## Aim of the exercise
For the word "VoiceDeskServerBuilder", tally the lines of the data that contain it and give the tally alone.

## Data to process
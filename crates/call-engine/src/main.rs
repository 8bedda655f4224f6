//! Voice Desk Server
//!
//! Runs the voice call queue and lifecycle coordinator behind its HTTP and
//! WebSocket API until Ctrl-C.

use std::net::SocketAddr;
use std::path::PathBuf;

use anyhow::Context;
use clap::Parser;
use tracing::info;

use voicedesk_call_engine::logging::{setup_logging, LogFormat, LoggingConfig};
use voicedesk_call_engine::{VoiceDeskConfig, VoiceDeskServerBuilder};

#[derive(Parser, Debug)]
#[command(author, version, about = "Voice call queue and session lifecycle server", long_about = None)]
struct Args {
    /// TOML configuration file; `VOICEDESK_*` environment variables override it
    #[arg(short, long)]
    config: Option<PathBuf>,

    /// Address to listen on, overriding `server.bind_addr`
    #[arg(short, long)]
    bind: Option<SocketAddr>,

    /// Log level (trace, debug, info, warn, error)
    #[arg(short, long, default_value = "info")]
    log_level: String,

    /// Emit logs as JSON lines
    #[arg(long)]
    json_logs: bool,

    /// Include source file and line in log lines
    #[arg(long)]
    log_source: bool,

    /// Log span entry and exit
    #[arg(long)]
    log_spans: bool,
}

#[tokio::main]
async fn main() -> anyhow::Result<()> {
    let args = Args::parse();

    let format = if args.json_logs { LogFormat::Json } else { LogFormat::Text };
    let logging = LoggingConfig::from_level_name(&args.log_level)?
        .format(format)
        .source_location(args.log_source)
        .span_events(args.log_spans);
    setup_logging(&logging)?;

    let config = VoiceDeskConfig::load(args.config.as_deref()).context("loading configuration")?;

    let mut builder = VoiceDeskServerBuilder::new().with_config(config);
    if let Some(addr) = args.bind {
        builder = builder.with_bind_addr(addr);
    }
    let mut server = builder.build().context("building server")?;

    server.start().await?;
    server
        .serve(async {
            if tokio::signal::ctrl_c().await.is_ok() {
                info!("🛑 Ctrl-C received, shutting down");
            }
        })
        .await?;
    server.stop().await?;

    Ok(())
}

## Solution
2